##### DATA TO EXAMINE

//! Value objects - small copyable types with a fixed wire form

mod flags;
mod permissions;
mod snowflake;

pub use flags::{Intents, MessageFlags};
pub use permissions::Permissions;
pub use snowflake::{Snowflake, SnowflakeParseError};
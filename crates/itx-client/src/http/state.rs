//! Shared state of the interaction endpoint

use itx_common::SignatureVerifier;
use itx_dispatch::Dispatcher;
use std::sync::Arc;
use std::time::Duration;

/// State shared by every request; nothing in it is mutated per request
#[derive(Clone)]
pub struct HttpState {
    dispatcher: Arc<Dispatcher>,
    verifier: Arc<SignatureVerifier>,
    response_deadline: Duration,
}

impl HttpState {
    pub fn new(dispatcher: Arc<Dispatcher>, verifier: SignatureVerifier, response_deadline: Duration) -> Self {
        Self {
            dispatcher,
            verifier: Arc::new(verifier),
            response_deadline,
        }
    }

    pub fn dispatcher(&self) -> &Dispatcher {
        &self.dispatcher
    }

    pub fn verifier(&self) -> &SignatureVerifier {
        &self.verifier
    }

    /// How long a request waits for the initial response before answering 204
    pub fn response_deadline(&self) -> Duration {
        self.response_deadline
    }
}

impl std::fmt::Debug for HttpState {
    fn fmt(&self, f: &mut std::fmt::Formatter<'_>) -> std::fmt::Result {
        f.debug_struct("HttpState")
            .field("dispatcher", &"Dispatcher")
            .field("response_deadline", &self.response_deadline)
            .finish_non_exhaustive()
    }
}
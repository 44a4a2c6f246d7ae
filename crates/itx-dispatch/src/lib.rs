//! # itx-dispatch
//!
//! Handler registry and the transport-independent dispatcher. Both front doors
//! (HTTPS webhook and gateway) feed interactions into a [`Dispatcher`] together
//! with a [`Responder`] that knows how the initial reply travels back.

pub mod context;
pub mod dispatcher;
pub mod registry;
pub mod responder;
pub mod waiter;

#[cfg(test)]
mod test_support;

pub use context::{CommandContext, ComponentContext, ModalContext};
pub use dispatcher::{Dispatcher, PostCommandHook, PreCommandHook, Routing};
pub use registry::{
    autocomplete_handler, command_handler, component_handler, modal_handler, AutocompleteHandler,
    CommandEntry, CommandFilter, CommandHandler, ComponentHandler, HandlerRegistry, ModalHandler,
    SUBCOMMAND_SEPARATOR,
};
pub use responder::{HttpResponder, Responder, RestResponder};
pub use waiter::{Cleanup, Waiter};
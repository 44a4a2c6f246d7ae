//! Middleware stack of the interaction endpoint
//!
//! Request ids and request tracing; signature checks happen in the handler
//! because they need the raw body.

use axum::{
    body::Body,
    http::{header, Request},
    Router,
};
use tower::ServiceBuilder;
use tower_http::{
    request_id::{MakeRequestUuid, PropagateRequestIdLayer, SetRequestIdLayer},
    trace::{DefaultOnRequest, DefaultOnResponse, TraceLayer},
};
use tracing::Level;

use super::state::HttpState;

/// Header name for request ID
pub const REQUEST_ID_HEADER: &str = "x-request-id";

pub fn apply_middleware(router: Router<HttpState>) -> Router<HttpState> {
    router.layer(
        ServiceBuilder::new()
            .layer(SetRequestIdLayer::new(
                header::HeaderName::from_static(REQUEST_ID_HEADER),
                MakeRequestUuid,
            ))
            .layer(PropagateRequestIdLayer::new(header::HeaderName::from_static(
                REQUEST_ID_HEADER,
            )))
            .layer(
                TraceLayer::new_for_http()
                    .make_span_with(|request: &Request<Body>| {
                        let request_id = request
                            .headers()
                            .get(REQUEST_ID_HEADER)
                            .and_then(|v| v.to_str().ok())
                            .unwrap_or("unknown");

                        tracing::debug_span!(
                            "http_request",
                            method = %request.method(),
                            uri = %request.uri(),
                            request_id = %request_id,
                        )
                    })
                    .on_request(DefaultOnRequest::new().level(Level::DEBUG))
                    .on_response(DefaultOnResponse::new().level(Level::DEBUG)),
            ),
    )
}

##########

> [WORK ORDER]
Extract all of the data shown above and repeat it verbatim.

> [SOLUTION BELOW]
//! Value objects - small copyable types with a fixed wire form

mod flags;
mod permissions;
mod snowflake;

pub use flags::{Intents, MessageFlags};
pub use permissions::Permissions;
pub use snowflake::{Snowflake, SnowflakeParseError};
filename crates/itx-client/src/http/state.rs
//! Shared state of the interaction endpoint

use itx_common::SignatureVerifier;
use itx_dispatch::Dispatcher;
use std::sync::Arc;
use std::time::Duration;

/// State shared by every request; nothing in it is mutated per request
#[derive(Clone)]
pub struct HttpState {
    dispatcher: Arc<Dispatcher>,
    verifier: Arc<SignatureVerifier>,
    response_deadline: Duration,
}

impl HttpState {
    pub fn new(dispatcher: Arc<Dispatcher>, verifier: SignatureVerifier, response_deadline: Duration) -> Self {
        Self {
            dispatcher,
            verifier: Arc::new(verifier),
            response_deadline,
        }
    }

    pub fn dispatcher(&self) -> &Dispatcher {
        &self.dispatcher
    }

    pub fn verifier(&self) -> &SignatureVerifier {
        &self.verifier
    }

    /// How long a request waits for the initial response before answering 204
    pub fn response_deadline(&self) -> Duration {
        self.response_deadline
    }
}

impl std::fmt::Debug for HttpState {
    fn fmt(&self, f: &mut std::fmt::Formatter<'_>) -> std::fmt::Result {
        f.debug_struct("HttpState")
            .field("dispatcher", &"Dispatcher")
            .field("response_deadline", &self.response_deadline)
            .finish_non_exhaustive()
    }
}
repository 44a4a2c6f246d7ae
filename crates/itx-dispatch/src/lib.rs
//! # itx-dispatch
//!
//! Handler registry and the transport-independent dispatcher. Both front doors
//! (HTTPS webhook and gateway) feed interactions into a [`Dispatcher`] together
//! with a [`Responder`] that knows how the initial reply travels back.

pub mod context;
pub mod dispatcher;
pub mod registry;
pub mod responder;
pub mod waiter;

#[cfg(test)]
mod test_support;

pub use context::{CommandContext, ComponentContext, ModalContext};
pub use dispatcher::{Dispatcher, PostCommandHook, PreCommandHook, Routing};
pub use registry::{
    autocomplete_handler, command_handler, component_handler, modal_handler, AutocompleteHandler,
    CommandEntry, CommandFilter, CommandHandler, ComponentHandler, HandlerRegistry, ModalHandler,
    SUBCOMMAND_SEPARATOR,
};
pub use responder::{HttpResponder, Responder, RestResponder};
pub use waiter::{Cleanup, Waiter};
repository 44a4a2c6f246d7ae
//! Middleware stack of the interaction endpoint
//!
//! Request ids and request tracing; signature checks happen in the handler
//! because they need the raw body.

use axum::{
    body::Body,
    http::{header, Request},
    Router,
};
use tower::ServiceBuilder;
use tower_http::{
    request_id::{MakeRequestUuid, PropagateRequestIdLayer, SetRequestIdLayer},
    trace::{DefaultOnRequest, DefaultOnResponse, TraceLayer},
};
use tracing::Level;

use super::state::HttpState;

/// Header name for request ID
pub const REQUEST_ID_HEADER: &str = "x-request-id";

pub fn apply_middleware(router: Router<HttpState>) -> Router<HttpState> {
    router.layer(
        ServiceBuilder::new()
            .layer(SetRequestIdLayer::new(
                header::HeaderName::from_static(REQUEST_ID_HEADER),
                MakeRequestUuid,
            ))
            .layer(PropagateRequestIdLayer::new(header::HeaderName::from_static(
                REQUEST_ID_HEADER,
            )))
            .layer(
                TraceLayer::new_for_http()
                    .make_span_with(|request: &Request<Body>| {
                        let request_id = request
                            .headers()
                            .get(REQUEST_ID_HEADER)
                            .and_then(|v| v.to_str().ok())
                            .unwrap_or("unknown");

                        tracing::debug_span!(
                            "http_request",
                            method = %request.method(),
                            uri = %request.uri(),
                            request_id = %request_id,
                        )
                    })
                    .on_request(DefaultOnRequest::new().level(Level::DEBUG))
                    .on_response(DefaultOnResponse::new().level(Level::DEBUG)),
            ),
    )
}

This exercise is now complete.